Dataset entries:
▬▬▬▬▬▬▬▬▬▬

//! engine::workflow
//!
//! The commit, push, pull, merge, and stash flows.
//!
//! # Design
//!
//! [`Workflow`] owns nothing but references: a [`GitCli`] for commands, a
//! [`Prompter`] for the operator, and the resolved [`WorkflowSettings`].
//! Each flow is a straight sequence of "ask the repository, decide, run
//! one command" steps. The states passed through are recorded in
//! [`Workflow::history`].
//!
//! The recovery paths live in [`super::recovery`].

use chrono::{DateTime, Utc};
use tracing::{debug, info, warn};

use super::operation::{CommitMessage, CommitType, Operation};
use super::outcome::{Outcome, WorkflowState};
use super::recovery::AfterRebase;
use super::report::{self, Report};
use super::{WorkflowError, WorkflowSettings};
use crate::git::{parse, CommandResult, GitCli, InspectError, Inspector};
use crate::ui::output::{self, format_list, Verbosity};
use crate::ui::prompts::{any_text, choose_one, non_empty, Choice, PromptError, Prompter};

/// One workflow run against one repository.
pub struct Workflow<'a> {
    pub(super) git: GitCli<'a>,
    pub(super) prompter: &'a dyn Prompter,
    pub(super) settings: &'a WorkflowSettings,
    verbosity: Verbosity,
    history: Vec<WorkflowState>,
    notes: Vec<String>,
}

▬▬▬▬▬▬▬▬▬▬

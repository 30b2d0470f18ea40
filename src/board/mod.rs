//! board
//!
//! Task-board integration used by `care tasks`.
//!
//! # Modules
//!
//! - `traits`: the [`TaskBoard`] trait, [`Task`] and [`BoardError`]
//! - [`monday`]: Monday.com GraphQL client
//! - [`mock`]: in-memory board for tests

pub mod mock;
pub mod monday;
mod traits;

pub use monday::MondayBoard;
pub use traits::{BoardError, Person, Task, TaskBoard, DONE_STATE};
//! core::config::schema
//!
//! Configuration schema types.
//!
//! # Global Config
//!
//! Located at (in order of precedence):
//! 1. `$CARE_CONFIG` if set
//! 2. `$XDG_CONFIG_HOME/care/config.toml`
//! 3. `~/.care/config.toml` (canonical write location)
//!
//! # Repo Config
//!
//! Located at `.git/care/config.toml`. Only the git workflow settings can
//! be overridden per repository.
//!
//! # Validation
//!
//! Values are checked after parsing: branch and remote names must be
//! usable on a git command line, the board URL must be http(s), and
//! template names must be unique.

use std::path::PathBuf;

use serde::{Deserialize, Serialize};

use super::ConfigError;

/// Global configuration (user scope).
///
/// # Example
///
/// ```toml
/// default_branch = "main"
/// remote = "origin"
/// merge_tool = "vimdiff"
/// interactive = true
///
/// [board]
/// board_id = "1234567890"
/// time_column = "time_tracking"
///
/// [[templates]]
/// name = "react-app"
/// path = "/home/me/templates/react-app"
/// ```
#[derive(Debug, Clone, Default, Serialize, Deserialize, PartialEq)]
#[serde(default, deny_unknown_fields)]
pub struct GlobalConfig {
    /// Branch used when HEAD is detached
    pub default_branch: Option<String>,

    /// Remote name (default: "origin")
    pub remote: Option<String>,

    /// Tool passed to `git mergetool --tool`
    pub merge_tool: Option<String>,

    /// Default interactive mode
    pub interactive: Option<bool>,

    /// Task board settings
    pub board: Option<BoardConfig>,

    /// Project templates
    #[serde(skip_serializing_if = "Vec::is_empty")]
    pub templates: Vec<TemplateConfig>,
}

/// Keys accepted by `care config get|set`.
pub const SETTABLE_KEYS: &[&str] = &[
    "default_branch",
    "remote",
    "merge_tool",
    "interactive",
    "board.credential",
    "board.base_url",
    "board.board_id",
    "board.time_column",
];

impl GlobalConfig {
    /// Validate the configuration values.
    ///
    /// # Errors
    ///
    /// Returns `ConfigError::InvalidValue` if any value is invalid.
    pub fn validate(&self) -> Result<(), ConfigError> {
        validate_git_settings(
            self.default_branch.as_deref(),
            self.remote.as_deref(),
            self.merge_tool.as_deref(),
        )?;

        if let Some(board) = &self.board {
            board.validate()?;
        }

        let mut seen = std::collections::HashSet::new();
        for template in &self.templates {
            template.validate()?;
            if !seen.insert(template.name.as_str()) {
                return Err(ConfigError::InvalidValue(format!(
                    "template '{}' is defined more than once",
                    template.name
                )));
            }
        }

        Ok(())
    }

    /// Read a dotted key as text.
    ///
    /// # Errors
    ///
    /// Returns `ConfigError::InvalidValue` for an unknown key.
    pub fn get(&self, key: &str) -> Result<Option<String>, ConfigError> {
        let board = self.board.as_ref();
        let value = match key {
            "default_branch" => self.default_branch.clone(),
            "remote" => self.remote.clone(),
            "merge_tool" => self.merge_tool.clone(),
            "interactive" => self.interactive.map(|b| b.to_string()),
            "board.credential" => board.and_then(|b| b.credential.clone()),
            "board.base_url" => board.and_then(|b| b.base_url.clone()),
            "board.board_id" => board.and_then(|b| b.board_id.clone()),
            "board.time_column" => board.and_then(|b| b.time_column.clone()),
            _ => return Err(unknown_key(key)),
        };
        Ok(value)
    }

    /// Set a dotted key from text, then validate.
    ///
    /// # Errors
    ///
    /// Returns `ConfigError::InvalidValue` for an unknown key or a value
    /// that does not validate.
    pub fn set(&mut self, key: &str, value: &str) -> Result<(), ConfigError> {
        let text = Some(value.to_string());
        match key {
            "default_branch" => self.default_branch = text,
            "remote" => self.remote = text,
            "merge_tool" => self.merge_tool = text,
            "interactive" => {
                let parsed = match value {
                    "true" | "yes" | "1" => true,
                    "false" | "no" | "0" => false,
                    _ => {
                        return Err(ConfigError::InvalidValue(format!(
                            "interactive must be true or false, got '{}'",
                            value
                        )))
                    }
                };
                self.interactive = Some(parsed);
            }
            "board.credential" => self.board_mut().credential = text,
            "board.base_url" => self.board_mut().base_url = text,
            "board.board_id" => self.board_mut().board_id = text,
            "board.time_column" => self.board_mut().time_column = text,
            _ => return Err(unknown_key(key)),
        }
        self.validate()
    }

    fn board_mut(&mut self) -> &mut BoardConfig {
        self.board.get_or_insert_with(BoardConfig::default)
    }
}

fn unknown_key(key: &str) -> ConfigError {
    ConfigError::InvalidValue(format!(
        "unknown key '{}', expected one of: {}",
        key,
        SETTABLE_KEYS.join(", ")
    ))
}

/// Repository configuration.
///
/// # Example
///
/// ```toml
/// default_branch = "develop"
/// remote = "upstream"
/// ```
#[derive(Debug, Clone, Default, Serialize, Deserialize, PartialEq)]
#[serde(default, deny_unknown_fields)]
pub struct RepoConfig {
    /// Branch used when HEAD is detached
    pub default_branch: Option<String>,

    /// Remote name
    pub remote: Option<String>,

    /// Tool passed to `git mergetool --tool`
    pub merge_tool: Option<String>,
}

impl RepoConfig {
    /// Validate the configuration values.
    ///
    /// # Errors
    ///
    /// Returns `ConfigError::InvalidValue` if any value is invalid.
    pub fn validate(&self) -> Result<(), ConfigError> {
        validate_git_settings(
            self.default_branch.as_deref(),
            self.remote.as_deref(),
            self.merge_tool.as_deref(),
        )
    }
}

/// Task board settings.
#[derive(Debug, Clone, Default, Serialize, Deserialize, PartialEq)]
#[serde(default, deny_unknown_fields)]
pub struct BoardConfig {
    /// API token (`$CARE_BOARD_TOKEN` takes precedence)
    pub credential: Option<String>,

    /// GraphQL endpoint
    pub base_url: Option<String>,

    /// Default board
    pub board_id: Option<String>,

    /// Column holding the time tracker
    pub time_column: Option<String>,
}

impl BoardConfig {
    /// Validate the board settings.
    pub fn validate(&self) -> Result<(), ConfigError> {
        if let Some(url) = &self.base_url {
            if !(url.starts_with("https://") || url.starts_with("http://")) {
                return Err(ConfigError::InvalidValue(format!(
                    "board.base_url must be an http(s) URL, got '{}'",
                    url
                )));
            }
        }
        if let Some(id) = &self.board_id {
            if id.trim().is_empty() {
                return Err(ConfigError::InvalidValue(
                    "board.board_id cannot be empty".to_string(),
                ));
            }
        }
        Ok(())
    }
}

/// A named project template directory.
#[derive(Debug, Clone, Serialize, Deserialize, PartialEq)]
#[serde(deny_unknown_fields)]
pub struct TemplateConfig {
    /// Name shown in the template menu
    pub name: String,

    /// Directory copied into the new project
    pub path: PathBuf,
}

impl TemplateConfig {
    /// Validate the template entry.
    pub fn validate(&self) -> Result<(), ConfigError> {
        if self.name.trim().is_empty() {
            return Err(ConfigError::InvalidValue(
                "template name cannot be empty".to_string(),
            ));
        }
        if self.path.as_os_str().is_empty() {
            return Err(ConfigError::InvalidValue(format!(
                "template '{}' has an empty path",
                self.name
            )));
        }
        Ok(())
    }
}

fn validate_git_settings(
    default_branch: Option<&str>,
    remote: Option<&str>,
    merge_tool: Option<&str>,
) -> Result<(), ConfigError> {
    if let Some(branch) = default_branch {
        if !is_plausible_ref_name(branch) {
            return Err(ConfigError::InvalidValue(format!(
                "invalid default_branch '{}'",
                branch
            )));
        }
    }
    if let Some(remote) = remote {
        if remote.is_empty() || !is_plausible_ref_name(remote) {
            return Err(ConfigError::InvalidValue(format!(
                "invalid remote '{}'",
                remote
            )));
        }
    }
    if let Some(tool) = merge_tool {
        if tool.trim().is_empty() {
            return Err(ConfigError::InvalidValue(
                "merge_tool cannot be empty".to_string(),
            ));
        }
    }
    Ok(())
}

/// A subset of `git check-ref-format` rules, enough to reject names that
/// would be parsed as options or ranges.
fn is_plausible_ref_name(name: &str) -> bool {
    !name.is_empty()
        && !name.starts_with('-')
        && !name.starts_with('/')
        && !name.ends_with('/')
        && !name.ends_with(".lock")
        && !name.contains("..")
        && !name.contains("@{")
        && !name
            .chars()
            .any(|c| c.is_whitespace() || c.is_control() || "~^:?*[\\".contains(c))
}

▬▬▬▬▬▬▬▬▬▬

**Problem statement:** Looking at the records above, which lines contain "true"? Copy those lines.

**Expected answer:**
/// interactive = true
                    "true" | "yes" | "1" => true,
                            "interactive must be true or false, got '{}'",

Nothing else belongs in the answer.